▶ **Data for the task**

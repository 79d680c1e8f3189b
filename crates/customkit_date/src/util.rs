//! Pure conversion helpers behind [`crate::DateNormalizer`].

use polars::prelude::{DataFrame, DataType};

use crate::spec::DateError;

/// Names of all `Datetime` columns, in table order.
pub fn derive_timestamp_column_names(df: &DataFrame) -> Vec<String> {
    df.get_columns()
        .iter()
        .filter(|col| matches!(col.dtype(), DataType::Datetime(_, _)))
        .map(|col| col.name().to_string())
        .collect()
}

/// Cast one column to `Date`, keeping only the calendar date.
///
/// A column that is already `Date` is returned unchanged.
pub fn convert_timestamp_column_to_date(
    df: &DataFrame,
    column: &str,
) -> Result<DataFrame, DateError> {
    let col = df
        .get_columns()
        .iter()
        .find(|col| col.name().as_str() == column)
        .ok_or_else(|| DateError::ColumnNotFound(column.to_string()))?;

    match col.dtype() {
        DataType::Date => Ok(df.clone()),
        DataType::Datetime(_, _) => {
            let col_date = col.cast(&DataType::Date)?;
            let mut df_out = df.clone();
            df_out.with_column(col_date)?;
            Ok(df_out)
        }
        dtype => Err(DateError::ColumnNotTimestamp {
            column: column.to_string(),
            dtype: dtype.clone(),
        }),
    }
}

/// Cast every listed column to `Date`.
pub fn convert_timestamp_columns_to_date(
    df: &DataFrame,
    columns: &[String],
) -> Result<DataFrame, DateError> {
    let mut df_out = df.clone();
    for column in columns {
        df_out = convert_timestamp_column_to_date(&df_out, column)?;
    }
    Ok(df_out)
}
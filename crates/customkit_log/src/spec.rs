//! Logger levels, options and error types.

use std::fmt;
use std::path::PathBuf;

use crate::conf::C_PATH_LOG_FILE_DEFAULT;

////////////////////////////////////////////////////////////////////////////////
// #region EnumsInit

/// Message severity, ordered from most to least verbose.
#[derive(Debug, Clone, Copy, PartialEq, Eq, PartialOrd, Ord, Hash, Default)]
pub enum EnumLogLevel {
    /// Diagnostic detail.
    #[default]
    Debug,
    /// Normal progress messages.
    Info,
    /// Something unexpected that the caller recovered from.
    Warning,
    /// An operation failed.
    Error,
    /// The process cannot continue the current task.
    Critical,
}

impl EnumLogLevel {
    /// Upper-case level name written in every log line.
    pub fn as_str(&self) -> &'static str {
        match self {
            Self::Debug => "DEBUG",
            Self::Info => "INFO",
            Self::Warning => "WARNING",
            Self::Error => "ERROR",
            Self::Critical => "CRITICAL",
        }
    }
}

impl fmt::Display for EnumLogLevel {
    fn fmt(&self, f: &mut fmt::Formatter<'_>) -> fmt::Result {
        f.write_str(self.as_str())
    }
}

// #endregion
////////////////////////////////////////////////////////////////////////////////
// #region StructsAndErrors

/// Input options for `get_logger_with_options`.
#[derive(Debug, Clone, PartialEq, Eq)]
pub struct SpecLoggerOptions {
    /// Append-mode log file.
    pub path_file_log: PathBuf,
    /// Minimum severity written to the sinks.
    pub level: EnumLogLevel,
    /// Mirror every line to stderr.
    pub if_console: bool,
}

impl Default for SpecLoggerOptions {
    fn default() -> Self {
        Self {
            path_file_log: PathBuf::from(C_PATH_LOG_FILE_DEFAULT),
            level: EnumLogLevel::Debug,
            if_console: true,
        }
    }
}

/// Logger setup failures.
#[derive(Debug, thiserror::Error)]
pub enum LogError {
    /// The log file could not be opened for appending.
    #[error("Failed to open log file {}: {source}", .path.display())]
    OpenFile {
        /// Log file path.
        path: PathBuf,
        /// Underlying IO error.
        #[source]
        source: std::io::Error,
    },
}

// #endregion
////////////////////////////////////////////////////////////////////////////////

#[cfg(test)]
mod tests {
    use super::*;

    #[test]
    fn test_levels_order_from_debug_to_critical() {
        assert!(EnumLogLevel::Debug < EnumLogLevel::Info);
        assert!(EnumLogLevel::Info < EnumLogLevel::Warning);
        assert!(EnumLogLevel::Warning < EnumLogLevel::Error);
        assert!(EnumLogLevel::Error < EnumLogLevel::Critical);
        assert_eq!(EnumLogLevel::Warning.to_string(), "WARNING");
    }
}
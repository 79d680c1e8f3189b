//! Load a workbook file into the values-only model.

use std::fs;
use std::io::Cursor;
use std::path::Path;

use calamine::{Data, Range, Reader, Xlsx};
use chrono::{NaiveDate, NaiveDateTime};

use crate::package::read_sheet_protections;
use crate::spec::{EnumCellValue, ExcelError, SpecSheet, SpecWorkbook};
use crate::util::derive_cell_value_from_datetime;

/// Read every sheet of `path`: values, order and protection record.
pub fn load_workbook(path: &Path) -> Result<SpecWorkbook, ExcelError> {
    let v_bytes = fs::read(path).map_err(|err| ExcelError::from_io(err, path))?;
    let mut dict_protection = read_sheet_protections(&v_bytes)?;

    let mut workbook_xlsx: Xlsx<_> = Xlsx::new(Cursor::new(v_bytes))?;
    let mut workbook = SpecWorkbook::default();
    for name in workbook_xlsx.sheet_names() {
        let range = workbook_xlsx.worksheet_range(&name)?;
        let mut sheet = derive_sheet_from_range(&name, &range);
        sheet.protection = dict_protection.remove(&name).unwrap_or_default();
        workbook.push_sheet(sheet);
    }
    Ok(workbook)
}

fn derive_sheet_from_range(name: &str, range: &Range<Data>) -> SpecSheet {
    let mut sheet = SpecSheet::new(name);
    let Some((n_row_start, n_col_start)) = range.start() else {
        return sheet;
    };

    for (n_row, n_col, data) in range.used_cells() {
        let value = convert_data_to_cell_value(data);
        if value.is_none() {
            continue;
        }
        sheet.set_cell(
            n_row_start as usize + n_row,
            n_col_start as usize + n_col,
            value,
        );
    }
    sheet
}

fn convert_data_to_cell_value(data: &Data) -> EnumCellValue {
    match data {
        Data::Empty | Data::Error(_) => EnumCellValue::None,
        Data::String(val) if val.is_empty() => EnumCellValue::None,
        Data::String(val) => EnumCellValue::String(val.clone()),
        Data::Float(val) => EnumCellValue::Number(*val),
        Data::Int(val) => EnumCellValue::Number(*val as f64),
        Data::Bool(val) => EnumCellValue::Boolean(*val),
        Data::DateTime(dt) if dt.is_duration() => EnumCellValue::Number(dt.as_f64()),
        Data::DateTime(dt) => dt
            .as_datetime()
            .map_or(EnumCellValue::Number(dt.as_f64()), derive_cell_value_from_datetime),
        Data::DateTimeIso(val) => NaiveDateTime::parse_from_str(val, "%Y-%m-%dT%H:%M:%S%.f")
            .map(derive_cell_value_from_datetime)
            .or_else(|_| NaiveDate::parse_from_str(val, "%Y-%m-%d").map(EnumCellValue::Date))
            .unwrap_or_else(|_| EnumCellValue::String(val.clone())),
        Data::DurationIso(val) => EnumCellValue::String(val.clone()),
    }
}
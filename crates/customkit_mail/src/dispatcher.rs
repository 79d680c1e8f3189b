//! Logged mail façade and the transport seam.

use std::path::Path;
use std::sync::Arc;

use customkit_log::{EnumLogLevel, LogError, Logger, get_logger};

use crate::conf::{C_NAME_LOGGER_MAIL, derive_default_smtp_options};
use crate::desktop::DesktopTransport;
use crate::smtp::SmtpTransport;
use crate::spec::{EnumMailService, MailError, SpecAttachments, SpecMailEnvelope, SpecRecipients};
use crate::util::{derive_attachment_list, derive_joined_cc, derive_joined_recipients};

/// Something that can deliver one normalized message.
pub trait MailTransport {
    fn send(&self, envelope: &SpecMailEnvelope) -> Result<(), MailError>;
}

/// Subject, body and receivers fixed at construction; each `send` adds the
/// per-message parts and delivers through the chosen service.
pub struct MailDispatcher {
    subject: String,
    body: String,
    receiver: String,
    service: EnumMailService,
    log: Arc<Logger>,
    transport: Option<Box<dyn MailTransport>>,
}

impl MailDispatcher {
    pub fn new(
        subject: impl Into<String>,
        receiver: impl Into<SpecRecipients>,
        body: impl Into<String>,
        service: EnumMailService,
        path_file_log: impl AsRef<Path>,
    ) -> Result<Self, LogError> {
        let log = get_logger(C_NAME_LOGGER_MAIL, path_file_log, EnumLogLevel::Debug)?;
        let receiver = derive_joined_recipients(&receiver.into());
        log.info("MailManager initialized.");
        Ok(Self {
            subject: subject.into(),
            body: body.into(),
            receiver,
            service,
            log,
            transport: None,
        })
    }

    /// Deliver through `transport` instead of the service default.
    pub fn with_transport(mut self, transport: impl MailTransport + 'static) -> Self {
        self.transport = Some(Box::new(transport));
        self
    }

    /// Receivers as one `"; "`-joined field.
    pub fn receiver(&self) -> &str {
        &self.receiver
    }

    pub fn service(&self) -> EnumMailService {
        self.service
    }

    pub fn logger(&self) -> &Arc<Logger> {
        &self.log
    }

    /// Send the message; `false` on any failure (logged).
    ///
    /// With [`EnumMailService::Smtp`], `true` means the server accepted the
    /// message. With [`EnumMailService::Desktop`], `true` only means the draft
    /// was written and handed to the default mail client; whether the user
    /// then sends it is not observed.
    pub fn send(
        &self,
        cc: Option<SpecRecipients>,
        attachments: Option<SpecAttachments>,
        sender: Option<&str>,
        sender_credentials: Option<&str>,
    ) -> bool {
        match self.try_send(cc, attachments, sender, sender_credentials) {
            Ok(()) => true,
            Err(err) => {
                self.log.error(format!("Mail not sent: {err}"));
                false
            }
        }
    }

    /// Like [`MailDispatcher::send`], but returns the error instead of `false`.
    /// A desktop `Ok(())` is a hand-off, not a confirmed delivery.
    pub fn try_send(
        &self,
        cc: Option<SpecRecipients>,
        attachments: Option<SpecAttachments>,
        sender: Option<&str>,
        sender_credentials: Option<&str>,
    ) -> Result<(), MailError> {
        let envelope = self.derive_envelope(cc, attachments, sender, sender_credentials);
        self.log.info(format!(
            "send: cc={:?}, attachments={:?}, sender={:?}, service={:?}.",
            envelope.cc, envelope.attachments, envelope.sender, self.service
        ));
        if envelope.receiver.trim().is_empty() {
            return Err(MailError::MissingReceiver);
        }

        match &self.transport {
            Some(transport) => transport.send(&envelope)?,
            None => match self.service {
                EnumMailService::Desktop => {
                    DesktopTransport::new(Arc::clone(&self.log)).send(&envelope)?
                }
                EnumMailService::Smtp => {
                    let sender = envelope.sender.as_deref().ok_or(MailError::MissingSender)?;
                    if envelope.credentials.is_none() {
                        return Err(MailError::MissingCredentials);
                    }
                    let options = derive_default_smtp_options(sender);
                    self.log.info(format!("smtp_server={}", options.host));
                    SmtpTransport::new(options, Arc::clone(&self.log)).send(&envelope)?
                }
            },
        }

        self.log.info(format!(
            "Email sent with following details: From={}, To={}, CC={}.",
            envelope.sender.as_deref().unwrap_or("Desktop User"),
            envelope.receiver,
            envelope.cc.as_deref().unwrap_or("")
        ));
        self.log.info(format!(
            "Subject={}, Attachment={:?}.",
            envelope.subject, envelope.attachments
        ));
        Ok(())
    }

    fn derive_envelope(
        &self,
        cc: Option<SpecRecipients>,
        attachments: Option<SpecAttachments>,
        sender: Option<&str>,
        sender_credentials: Option<&str>,
    ) -> SpecMailEnvelope {
        let if_desktop = self.service == EnumMailService::Desktop;
        SpecMailEnvelope {
            sender: sender.filter(|_| !if_desktop).map(str::to_string),
            credentials: sender_credentials
                .filter(|_| !if_desktop)
                .map(str::to_string),
            receiver: self.receiver.clone(),
            cc: derive_joined_cc(cc.as_ref()),
            subject: self.subject.clone(),
            body: self.body.clone(),
            attachments: derive_attachment_list(attachments),
        }
    }
}
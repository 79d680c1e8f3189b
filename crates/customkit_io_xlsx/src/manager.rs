//! Logged sheet lifecycle operations over a workbook file.
//!
//! Every public operation is one or more full load -> mutate -> save trips
//! against the file; nothing is cached between calls. Failures are logged
//! with their kind before they are returned.

use std::fs;
use std::path::Path;
use std::sync::Arc;

use customkit_date::DateNormalizer;
use customkit_log::{LogError, Logger, get_logger};
use polars::prelude::DataFrame;

use crate::reader::load_workbook;
use crate::spec::{
    EnumCellValue, EnumOverwriteMode, EnumSheetNameConflictStrategy, ExcelError,
    SpecExcelManagerOptions, SpecSheet, SpecSheetProtection,
};
use crate::util::{
    derive_available_sheet_name, derive_dataframe_from_cells, derive_excel_password_hash,
    derive_grid_from_dataframe, validate_sheet_name,
};
use crate::writer::save_workbook;

fn derive_sheet_not_found(path: &Path, sheet: &str) -> ExcelError {
    ExcelError::SheetNotFound {
        workbook: path.to_path_buf(),
        sheet: sheet.to_string(),
    }
}

/// Sheet-level CRUD, overwrite, append and protection over `.xlsx` files.
#[derive(Debug, Clone)]
pub struct ExcelManager {
    log: Arc<Logger>,
    normalizer: DateNormalizer,
    options: SpecExcelManagerOptions,
}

▶ **Work to complete**
Each line of the material that contains the string "util" has to be copied out.

▶ **Response for this exercise**
filename crates/customkit_date/src/util.rs
use crate::util::derive_cell_value_from_datetime;
use crate::util::{derive_attachment_list, derive_joined_cc, derive_joined_recipients};
use crate::util::{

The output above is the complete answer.